#166: New Year’s Resolution in another month

*deep breath*

I promise, for a period of four weeks, to eat for maximum digestive health in the following ways:

1. Begin each day with a tall glass of tepid water (with a squeeze of lemon), then fifteen minutes’ exercise – all before breakfast.

2. Continue exercising six days a week, except when I’m sick.

3. Drink over a litre of water each day, in addition to other liquids.

4. Eat every meal and snack at a table (not the couch), and remain upright for half an hour after every meal. Take small mouthfuls and chew them properly before swallowing.

5. Never go four waking hours without eating something (and eat small meals).

6. Eat five vegetables (at least one green) and two fruits each day (tomatoes, pumpkin and avocado can fall into either group – my resolution, my rules – and chickpeas are a vegetable).

7. Eat 50 grams or less of chocolate/lollies each day (a giant or deep-fried meal counts as 30 grams, and savoury snacks count as 20g). I’ll have nothing unhealthy for at least the first seven days, beginning today.

8. No soft drink and no artificial sweeteners.

9. I’ll attempt to go without iron tablets – instead I’ll have a vitamin C at breakfast and dinner (dinner is when I tend to eat meat, which is the most absorbable source of iron followed by chicken or fish). I am anaemic, so it’s likely I’ll have to take the tablets, but we’ll see.

10. At least one high-fibre food each day, and at least one does-something-cool-for-your-gut food each day.

High fibre:

bananas, berries, avocado, oranges, figs, pumpkin, mango, pear, prunes/plums

lentils

zucchini, brocolli, carrots, green beans, celery, potato

wholegrain foods eg brown rice, brown bread

nuts

Does cool stuff:

mint

tofu

fish

garlic

ginger

grapefruit, apples

cabbage, celery

Here’s all the fresh fruit and vegetables I have in my house (after a mighty preparatory shop), plus some other good gut foods:

At the back there’s high-fibre breakfast cereal, wholegrain rice, chickpeas, tuna, ginger, garlic, tomato, hommus and garlic, mint, beetroot, grape juice, and lemon juice.

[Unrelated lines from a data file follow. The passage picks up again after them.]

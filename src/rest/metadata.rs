//! Metadata sub-resource support.
//!
//! Devices, distributions and collections carry a free-form metadata
//! document, addressable as a whole at `{resource}/metadata` or one field at
//! a time at `{resource}/metadata/{field}`. [`MetadataResource`] adds those
//! four operations on top of a [`Resource`] by composition; everything else
//! is reached through `Deref`.

use std::fmt;
use std::ops::Deref;
use std::sync::Arc;

use crate::clients::{HttpResponse, Transport, TransportError};
use crate::rest::{Resource, ResourcePath};

/// Sub-path of the metadata document.
pub const METADATA_PATH: &str = "/metadata";

/// A resource handle that also exposes the metadata sub-resource.
///
/// The field name given to [`metadata_field`](Self::metadata_field) and
/// [`update_metadata_field`](Self::update_metadata_field) is appended to the
/// path verbatim. Callers must percent-encode names containing `/`, `?`,
/// `#` or spaces themselves.
///
/// # Example
///
/// ```rust,ignore
/// let device = MetadataResource::new(client, EntityPath::entity("/devices", "abc"));
///
/// // GET /devices/abc/metadata/temp
/// let response = device.metadata_field("temp").await?;
///
/// // Base operations are available through Deref: GET /devices/abc
/// let response = device.details().await?;
/// ```
pub struct MetadataResource<P, T> {
    resource: Resource<P, T>,
}

impl<P, T> MetadataResource<P, T> {
    /// Creates a handle from a shared transport and a path provider.
    #[must_use]
    pub const fn new(transport: Arc<T>, path: P) -> Self {
        Self {
            resource: Resource::new(transport, path),
        }
    }

    /// Returns the wrapped base resource.
    #[must_use]
    pub const fn resource(&self) -> &Resource<P, T> {
        &self.resource
    }

    /// Consumes the handle and returns the wrapped base resource.
    #[must_use]
    pub fn into_inner(self) -> Resource<P, T> {
        self.resource
    }
}

impl<P: ResourcePath, T: Transport> MetadataResource<P, T> {
    /// Reads the whole metadata document.
    ///
    /// # Errors
    ///
    /// Returns [`TransportError`] if the transport fails.
    pub async fn metadata(&self) -> Result<HttpResponse, TransportError> {
        self.resource.make_get(Some(METADATA_PATH), None).await
    }

    /// Replaces the metadata document with the given JSON body.
    ///
    /// # Errors
    ///
    /// Returns [`TransportError`] if the transport fails.
    pub async fn update_metadata(&self, body: &str) -> Result<HttpResponse, TransportError> {
        self.resource.make_put(Some(METADATA_PATH), body).await
    }

    /// Reads a single metadata field.
    ///
    /// # Errors
    ///
    /// Returns [`TransportError`] if the transport fails.
    pub async fn metadata_field(&self, field: &str) -> Result<HttpResponse, TransportError> {
        let sub_path = field_path(field);
        self.resource.make_get(Some(&sub_path), None).await
    }

    /// Sets a single metadata field from the given JSON body.
    ///
    /// # Errors
    ///
    /// Returns [`TransportError`] if the transport fails.
    pub async fn update_metadata_field(
        &self,
        field: &str,
        body: &str,
    ) -> Result<HttpResponse, TransportError> {
        let sub_path = field_path(field);
        self.resource.make_put(Some(&sub_path), body).await
    }
}

fn field_path(field: &str) -> String {
    format!("{METADATA_PATH}/{field}")
}

impl<P, T> From<Resource<P, T>> for MetadataResource<P, T> {
    fn from(resource: Resource<P, T>) -> Self {
        Self { resource }
    }
}

/// Provides the base resource operations directly on the metadata handle.
impl<P, T> Deref for MetadataResource<P, T> {
    type Target = Resource<P, T>;

    fn deref(&self) -> &Self::Target {
        &self.resource
    }
}

impl<P: Clone, T> Clone for MetadataResource<P, T> {
    fn clone(&self) -> Self {
        Self {
            resource: self.resource.clone(),
        }
    }
}

impl<P: fmt::Debug, T> fmt::Debug for MetadataResource<P, T> {
    fn fmt(&self, f: &mut fmt::Formatter<'_>) -> fmt::Result {
        f.debug_struct("MetadataResource")
            .field("resource", &self.resource)
            .finish()
    }
}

On the left there’s pumpkin, carrot, celery, potato, cauliflower, green beans, brocolli, choko, red and yellow capsicum, squash, zucchini, onions, mushrooms and sweet potato.

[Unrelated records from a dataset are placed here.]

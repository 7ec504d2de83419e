//! Recording transport shared by the resource unit tests.

use std::collections::HashMap;
use std::io;
use std::sync::Mutex;

use crate::clients::{HttpRequest, HttpResponse, Transport, TransportError};

/// Records every request and answers with a fixed response, or fails with a
/// fixed I/O error kind.
pub struct RecordingTransport {
    requests: Mutex<Vec<HttpRequest>>,
    failure: Option<io::ErrorKind>,
    response: HttpResponse,
}

impl RecordingTransport {
    pub fn ok() -> Self {
        Self::responding(HttpResponse::new(200, HashMap::new(), r#"{"status":"ok"}"#))
    }

    pub fn responding(response: HttpResponse) -> Self {
        Self {
            requests: Mutex::new(Vec::new()),
            failure: None,
            response,
        }
    }

    pub fn failing(kind: io::ErrorKind) -> Self {
        Self {
            failure: Some(kind),
            ..Self::ok()
        }
    }

    pub fn requests(&self) -> Vec<HttpRequest> {
        self.requests.lock().unwrap().clone()
    }

    pub fn last(&self) -> HttpRequest {
        self.requests().pop().expect("no request was recorded")
    }
}

impl Transport for RecordingTransport {
    async fn make_request(&self, request: HttpRequest) -> Result<HttpResponse, TransportError> {
        self.requests.lock().unwrap().push(request);
        match self.failure {
            Some(kind) => Err(TransportError::new(io::Error::new(kind, "mock transport failure"))),
            None => Ok(self.response.clone()),
        }
    }
}
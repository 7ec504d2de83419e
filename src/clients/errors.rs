//! Transport error type for the M2X client library.
//!
//! Every API call can fail in exactly one way: the transport could not
//! complete the round trip (connection refused, DNS failure, timeout, broken
//! body stream, malformed URL). That failure is represented by
//! [`TransportError`] and is handed to the caller unchanged.
//!
//! HTTP error statuses are *not* failures at this layer. A `404` or `500`
//! is a completed round trip and comes back as an
//! [`HttpResponse`](crate::clients::HttpResponse).
//!
//! # Example
//!
//! ```rust,ignore
//! match device.details().await {
//!     Ok(response) if response.is_success() => println!("{}", response.raw),
//!     Ok(response) => println!("API returned {}", response.status),
//!     Err(e) => println!("Transport failure: {e}"),
//! }
//! ```

use std::error::Error as StdError;

use thiserror::Error;

type BoxError = Box<dyn StdError + Send + Sync + 'static>;

/// Error returned when the transport fails to complete a request.
///
/// The underlying cause is kept as the error source and can be downcast by
/// callers that need to distinguish, for example, an I/O error from a
/// `reqwest` error.
///
/// # Example
///
/// ```rust
/// use m2x::TransportError;
/// use std::io;
///
/// let error = TransportError::new(io::Error::new(io::ErrorKind::TimedOut, "timed out"));
/// assert!(error.to_string().contains("timed out"));
/// assert_eq!(
///     error.downcast_ref::<io::Error>().map(io::Error::kind),
///     Some(io::ErrorKind::TimedOut)
/// );
/// ```
#[derive(Debug, Error)]
#[error("Transport error: {source}")]
pub struct TransportError {
    #[source]
    source: BoxError,
}

impl TransportError {
    /// Wraps any error as a transport failure.
    pub fn new<E>(source: E) -> Self
    where
        E: Into<BoxError>,
    {
        Self {
            source: source.into(),
        }
    }

    /// Returns the underlying cause if it is of type `E`.
    #[must_use]
    pub fn downcast_ref<E: StdError + 'static>(&self) -> Option<&E> {
        self.source.downcast_ref::<E>()
    }

    /// Returns `true` if the failure was a timeout reported by the HTTP client.
    #[must_use]
    pub fn is_timeout(&self) -> bool {
        self.downcast_ref::<reqwest::Error>()
            .is_some_and(reqwest::Error::is_timeout)
            || self
                .downcast_ref::<std::io::Error>()
                .is_some_and(|e| e.kind() == std::io::ErrorKind::TimedOut)
    }

    /// Consumes the error and returns the underlying cause.
    #[must_use]
    pub fn into_inner(self) -> BoxError {
        self.source
    }
}

impl From<reqwest::Error> for TransportError {
    fn from(error: reqwest::Error) -> Self {
        Self::new(error)
    }
}

impl From<std::io::Error> for TransportError {
    fn from(error: std::io::Error) -> Self {
        Self::new(error)
    }
}
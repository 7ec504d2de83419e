//! Concrete M2X resource types.
//!
//! Each type here supplies a path prefix and a few resource-specific calls;
//! the request plumbing comes from [`Resource`] and [`MetadataResource`].
//!
//! | Type | Path | Metadata |
//! |------|------|----------|
//! | [`Device`] | `/devices/{id}` | yes |
//! | [`Distribution`] | `/distributions/{id}` | yes |
//! | [`Collection`] | `/collections/{id}` | yes |
//! | [`Key`] | `/keys/{key}` | no |
//! | [`Stream`] | `{parent}/streams/{name}` | no |
//!
//! Identifiers are percent-encoded when the handle is built. Metadata field
//! names are not.
//!
//! # Example
//!
//! ```rust,ignore
//! use std::sync::Arc;
//! use m2x::rest::resources::Device;
//!
//! // POST /devices
//! let response = Device::create(&client, r#"{"name":"Boiler","visibility":"private"}"#).await?;
//!
//! let device = Device::new(Arc::clone(&client), "a1b2c3");
//! let response = device.metadata_field("serial").await?;
//!
//! let temperature = device.stream("temperature");
//! let response = temperature.values(Some("limit=10")).await?;
//! ```

mod collection;
mod device;
mod distribution;
mod key;
mod stream;

pub use collection::Collection;
pub use device::Device;
pub use distribution::Distribution;
pub use key::Key;
pub use stream::Stream;

use std::sync::Arc;

use crate::rest::{EntityPath, Resource};

/// A handle on a top-level collection root such as `/devices`, used for
/// create and list calls that are not tied to one entity.
fn root<T>(transport: &Arc<T>, collection: &str) -> Resource<EntityPath, T> {
    Resource::new(Arc::clone(transport), EntityPath::new(collection))
}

On the right there’s tomato, avocado, bananas, strawberries, apples, mandarins, grapes and dried figs.

Best new year’s resolution ever! Although. . . I already have a pounding headache from caffeine withdrawal (I estimate it’ll last three days), and I want to kill folks. Oh well.

Today’s vegetables: carrots and garlicky hommus (ie chickpeas) for morning tea; avocado spread on bread with lunch; beans, squash and mushrooms cooked in butter with herbs and last-minute chunks of cream cheese for dinner (which also had a bit of tinned tomato and green capsicum in it).

Today’s fruit: Strawberries and some apple for afternoon tea; probably a mandarin for dessert.

Today’s cool food: fish (tuna for dinner).

Today’s fibre: green beans.

Play along at home: Pick one item off the above list and see if you can join me for a week. Any vegie tastes better if it’s fried in butter and garlic.